En pocos días se hicieron públicas las decisiones de dos compañías petroleras –Emerald Energy y ExxonMobil– de suspender sus operaciones en territorio colombiano. En el caso de la primera, la Agencia Nacional de Hidrocarburos (ANH) le dio la vía libre para salir del Caquetá y solo quedarse con un bloque activo de los cinco que tenía. Con respecto a ExxonMobil, la determinación fue tanto el retiro de la operación conjunta del bloque VMM-37 como la renuncia al contrato firmado con la ANH a partir de mayo próximo.
Mientras que la partida de Emerald es la inevitable consecuencia de la toma violenta que sufrió su campo Capella, en San Vicente del Caguán, a principios de marzo pasado. El deterioro de la conflictividad social con las comunidades vecinas, alertada en 11 cartas de la empresa al Gobierno Nacional desde diciembre, desembocó en la quema de las instalaciones, el secuestro de 78 policías y seis trabajadores, además de la trágica muerte de un uniformado y un campesino.
La renuncia de ExxonMobil, por su parte, responde más al incierto escenario que enfrentan los proyectos de yacimientos no convencionales. De esta forma, dos factores de riesgo de la industria petrolera para 2023, la conflictividad con las comunidades y la incertidumbre en las reglas del juego, se materializan en decisiones negativas de las empresas.
En el caso de Emerald, su salida trae una pérdida tangible de los recursos de regalías para San Vicente del Caguán y Caquetá.
En el caso específico de Emerald, se traduce en una pérdida tangible de los recursos de regalías para San Vicente del Caguán y Caquetá –156 y 625 millones de pesos al día–. Además, la salida de la compañía petrolera terminará impactando la generación de empleo local, la contratación de bienes y servicios producidos regionalmente y las inversiones privadas. Estos son los negativos resultados a los que lleva elevar de forma irresponsable el tono de la conflictividad entre las comunidades vecinas y los proyectos de hidrocarburos.

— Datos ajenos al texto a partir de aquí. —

use std::sync::Arc;
use std::thread;

use criterion::{criterion_group, criterion_main, Criterion};
use newton_core::field::FieldValue;
use newton_core::ledger::Ledger;
use newton_core::{Blueprint, BlueprintBuilder, ForgeAction};

fn counter_blueprint(ledger: Arc<Ledger>) -> Blueprint {
    BlueprintBuilder::new("Counter")
        .field("count", FieldValue::Integer(0))
        .unwrap()
        .forge("bump", |fields| {
            let next = match fields.read("count") {
                Some(FieldValue::Integer(n)) => n + 1,
                _ => 1,
            };
            fields.write("count", FieldValue::Integer(next));
            vec![ForgeAction::Commit]
        })
        .unwrap()
        .build(ledger)
}

/// Exercises `Ledger::append` the way a real caller reaches it: via
/// `Blueprint::forge`, which records exactly one entry per call. The
/// append path itself is `pub(crate)`: the ledger is a collaborator
/// blueprints append to, not a type callers append to directly (see
/// the "append (internal)" line of the crate's external interface
/// list).
fn ledger_append_benchmark(c: &mut Criterion) {
    c.bench_function("forge -> ledger append, single thread", |b| {
        let ledger = Arc::new(Ledger::new());
        let mut blueprint = counter_blueprint(ledger);
        b.iter(|| blueprint.forge("bump"))
    });

    c.bench_function("forge -> ledger append, 4 concurrent blueprints", |b| {
        b.iter(|| {
            let ledger = Arc::new(Ledger::new());
            let handles: Vec<_> = (0..4)
                .map(|_| {
                    let mut blueprint = counter_blueprint(ledger.clone());
                    thread::spawn(move || {
                        for _ in 0..100 {
                            blueprint.forge("bump");
                        }
                    })
                })
                .collect();
            for h in handles {
                h.join().unwrap();
            }
        })
    });
}

criterion_group!(benches, ledger_append_benchmark);
criterion_main!(benches);
//! Transactional field cells: the blueprint's state, one dimension per
//! cell, with two-phase commit semantics and typed encoding into the
//! double-valued state vector the engine consumes.

use crate::numeric::NumericValue;
use serde::{Deserialize, Serialize};

/// A typed value a field cell can hold.
#[derive(Debug, Clone, PartialEq, Serialize, Deserialize)]
pub enum FieldValue {
    Decimal(NumericValue),
    Boolean(bool),
    Integer(i64),
    Double(f64),
    /// A labelled string; only meaningful alongside a [`StatePath`]
    /// attached to the same field.
    Label(String),
}

impl FieldValue {
    /// Encode this value to a double for use in a state vector.
    /// Booleans decode at a 0.5 threshold; labels need the field's
    /// attached [`StatePath`] to find their ordinal position and
    /// encode to `NaN` without one.
    pub fn encode(&self, state_path: Option<&StatePath>) -> f64 {
        match self {
            FieldValue::Decimal(d) => d.to_f64(),
            FieldValue::Boolean(b) => {
                if *b {
                    1.0
                } else {
                    0.0
                }
            }
            FieldValue::Integer(i) => *i as f64,
            FieldValue::Double(d) => *d,
            FieldValue::Label(label) => state_path
                .and_then(|path| path.index_of(label))
                .map(|i| i as f64)
                .unwrap_or(f64::NAN),
        }
    }

    pub fn as_bool(&self) -> Option<bool> {
        match self {
            FieldValue::Boolean(b) => Some(*b),
            _ => None,
        }
    }

    pub fn as_label(&self) -> Option<&str> {
        match self {
            FieldValue::Label(s) => Some(s.as_str()),
            _ => None,
        }
    }

    pub fn as_integer(&self) -> Option<i64> {
        match self {
            FieldValue::Integer(i) => Some(*i),
            _ => None,
        }
    }

    pub fn as_decimal(&self) -> Option<NumericValue> {
        match self {
            FieldValue::Decimal(d) => Some(*d),
            _ => None,
        }
    }
}

/// An ordered, labelled state path for a string-enum-like field (e.g.
/// `["draft", "submitted", "approved", "paid"]`). A sparse integer-backed
/// enum with a name table, per the design notes.
#[derive(Debug, Clone, PartialEq, Serialize, Deserialize)]
pub struct StatePath {
    labels: Vec<String>,
}

impl StatePath {
    pub fn new(labels: impl IntoIterator<Item = impl Into<String>>) -> Self {
        Self {
            labels: labels.into_iter().map(Into::into).collect(),
        }
    }

    pub fn index_of(&self, label: &str) -> Option<usize> {
        self.labels.iter().position(|l| l == label)
    }

    pub fn label_at(&self, index: usize) -> Option<&str> {
        self.labels.get(index).map(String::as_str)
    }

    pub fn len(&self) -> usize {
        self.labels.len()
    }

    pub fn is_empty(&self) -> bool {
        self.labels.is_empty()
    }
}

/// One transactional dimension of a blueprint's state.
///
/// `begin_forge` clears any stale proposal and marks the cell as
/// forging; `write` goes to the proposal while forging, or overwrites
/// the committed value directly otherwise; `commit` promotes the
/// proposal; `rollback` discards it. Validity of a proposed label
/// (e.g. "is this a legal status transition") is not enforced here,
/// that is a rule's job.
#[derive(Debug, Clone)]
pub struct Field {
    name: String,
    index: usize,
    committed: FieldValue,
    proposed: Option<FieldValue>,
    forging: bool,
    state_path: Option<StatePath>,
}

impl Field {
    pub fn new(name: impl Into<String>, index: usize, initial: FieldValue) -> Self {
        Self {
            name: name.into(),
            index,
            committed: initial,
            proposed: None,
            forging: false,
            state_path: None,
        }
    }

    pub fn with_state_path(mut self, path: StatePath) -> Self {
        self.state_path = Some(path);
        self
    }

    pub fn name(&self) -> &str {
        &self.name
    }

    pub fn index(&self) -> usize {
        self.index
    }

    pub fn is_forging(&self) -> bool {
        self.forging
    }

    pub fn state_path(&self) -> Option<&StatePath> {
        self.state_path.as_ref()
    }

    pub fn begin_forge(&mut self) {
        self.forging = true;
        self.proposed = None;
    }

    pub fn write(&mut self, value: FieldValue) {
        if self.forging {
            self.proposed = Some(value);
        } else {
            self.committed = value;
        }
    }

    /// Proposal if forging and set, else the committed value.
    pub fn read(&self) -> &FieldValue {
        self.proposed.as_ref().unwrap_or(&self.committed)
    }

    pub fn committed_value(&self) -> &FieldValue {
        &self.committed
    }

    pub fn proposed_value(&self) -> Option<&FieldValue> {
        self.proposed.as_ref()
    }

    pub fn commit(&mut self) {
        if let Some(proposed) = self.proposed.take() {
            self.committed = proposed;
        }
        self.forging = false;
    }

    pub fn rollback(&mut self) {
        self.proposed = None;
        self.forging = false;
    }

    pub fn current_state_value(&self) -> f64 {
        self.committed.encode(self.state_path.as_ref())
    }

    /// Double encoding of the proposal; equals the committed encoding
    /// when there is no active proposal.
    pub fn proposed_state_value(&self) -> f64 {
        self.proposed
            .as_ref()
            .unwrap_or(&self.committed)
            .encode(self.state_path.as_ref())
    }

    pub fn move_to(&mut self, label: impl Into<String>) {
        self.write(FieldValue::Label(label.into()));
    }
}
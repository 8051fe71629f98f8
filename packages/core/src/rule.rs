//! Named groupings of boolean conditions over current field values,
//! the bridge between the declarative surface and the engine's `Law`
//! form.
//!
//! Conditions are plain functions over an explicit [`FieldSnapshot`]
//! rather than closures holding mutable references into the blueprint:
//! the snapshot is a read-only view by field index/name, built fresh at
//! evaluation time.

use crate::field::{Field, FieldValue};
use crate::law::Law;
use crate::vector::StateVector;
use std::sync::Arc;

/// A read-only view of a blueprint's fields at one instant, used while
/// evaluating rule conditions. `committed()` looks at the committed
/// value of every field; `proposed()` looks at the proposal where one
/// is pending, falling back to committed otherwise (mirroring
/// [`Field::read`]).
pub struct FieldSnapshot<'a> {
    fields: &'a [Field],
    use_proposed: bool,
}

impl<'a> FieldSnapshot<'a> {
    pub fn committed(fields: &'a [Field]) -> Self {
        Self {
            fields,
            use_proposed: false,
        }
    }

    pub fn proposed(fields: &'a [Field]) -> Self {
        Self {
            fields,
            use_proposed: true,
        }
    }

    pub fn value(&self, index: usize) -> Option<&FieldValue> {
        self.fields.get(index).map(|f| self.read(f))
    }

    pub fn value_by_name(&self, name: &str) -> Option<&FieldValue> {
        self.fields.iter().find(|f| f.name() == name).map(|f| self.read(f))
    }

    pub fn encoded(&self, index: usize) -> Option<f64> {
        let field = self.fields.get(index)?;
        let value = self.read(field);
        Some(value.encode(field.state_path()))
    }

    fn read(&self, field: &'a Field) -> &'a FieldValue {
        if self.use_proposed {
            field.read()
        } else {
            field.committed_value()
        }
    }
}

type ConditionCheck = Arc<dyn Fn(&FieldSnapshot) -> bool + Send + Sync>;

/// One labelled boolean condition inside a rule's conjunction.
#[derive(Clone)]
pub struct RuleCondition {
    label: String,
    check: ConditionCheck,
}

impl RuleCondition {
    pub fn new(label: impl Into<String>, check: impl Fn(&FieldSnapshot) -> bool + Send + Sync + 'static) -> Self {
        Self {
            label: label.into(),
            check: Arc::new(check),
        }
    }

    pub fn label(&self) -> &str {
        &self.label
    }

    pub fn holds(&self, snapshot: &FieldSnapshot) -> bool {
        (self.check)(snapshot)
    }
}

impl std::fmt::Debug for RuleCondition {
    fn fmt(&self, f: &mut std::fmt::Formatter<'_>) -> std::fmt::Result {
        f.debug_struct("RuleCondition").field("label", &self.label).finish()
    }
}

/// A named conjunction of labelled boolean conditions, evaluated
/// against a field snapshot.
#[derive(Debug, Clone, Default)]
pub struct Rule {
    name: String,
    conditions: Vec<RuleCondition>,
}

impl Rule {
    pub fn new(name: impl Into<String>) -> Self {
        Self {
            name: name.into(),
            conditions: Vec::new(),
        }
    }

    pub fn condition(
        mut self,
        label: impl Into<String>,
        check: impl Fn(&FieldSnapshot) -> bool + Send + Sync + 'static,
    ) -> Self {
        self.conditions.push(RuleCondition::new(label, check));
        self
    }

    pub fn name(&self) -> &str {
        &self.name
    }

    pub fn evaluate(&self, snapshot: &FieldSnapshot) -> bool {
        self.conditions.iter().all(|c| c.holds(snapshot))
    }

    /// Labels of conditions that fail against `snapshot`, for
    /// diagnostics (e.g. a rejection reason).
    pub fn failing_conditions(&self, snapshot: &FieldSnapshot) -> Vec<&str> {
        self.conditions
            .iter()
            .filter(|c| !c.holds(snapshot))
            .map(|c| c.label())
            .collect()
    }

    /// Lower this rule to the engine's `Law` form by evaluating it once,
    /// now, against `snapshot`, and baking the boolean result into a
    /// predicate that ignores its state-vector argument: evaluate
    /// directly against the proposed end-state rather than re-running
    /// the rule at every point the engine samples. Cheaper, and
    /// sufficient because rule conditions read typed field values that
    /// are only meaningful at the endpoints of a proposal, not at
    /// interior curve points.
    pub fn to_law(&self, snapshot: &FieldSnapshot) -> Law {
        let holds = self.evaluate(snapshot);
        let name = self.name.clone();
        Law::new(name, move |_state: &StateVector| holds)
    }
}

Por si fuera poco, la actividad de los grupos criminales contra los oleoductos sigue recrudeciéndose. Un reciente reporte de Cenit, filial de Ecopetrol dedicada al transporte de hidrocarburos, contabilizó, tan solo en el primer trimestre del año, ocho ataques contra esta infraestructura estratégica. Con estas acciones se está atentando contra la seguridad energética del país.
Toda esta combinación de factores –los daños a la infraestructura, los conflictos sociales y una menor inversión privada– conduciría a una caída de la producción de crudo colombiano en 2023. Según la Cámara Colombiana de Bienes y Servicios al Petróleo (Campetrol), la reducción podría estar en los niveles del 7 %, bajando a unos 700.000 barriles diarios en promedio. Un escenario que, sumado al choque por la sobrecarga tributaria y la incertidumbre sobre el rol de la exploración petrolera y de gas en la transición energética, ratifica las complejas perspectivas de una industria clave para el progreso y las finanzas públicas. Se requiere, por lo tanto, que el Gobierno diseñe una estrategia enfocada en mejorar las condiciones de seguridad de las empresas del sector. La directriz gubernamental que avaló los contratos de explotación vigentes no será suficiente sin la existencia de esfuerzos que les den todas las garantías que sean necesarias para su operación.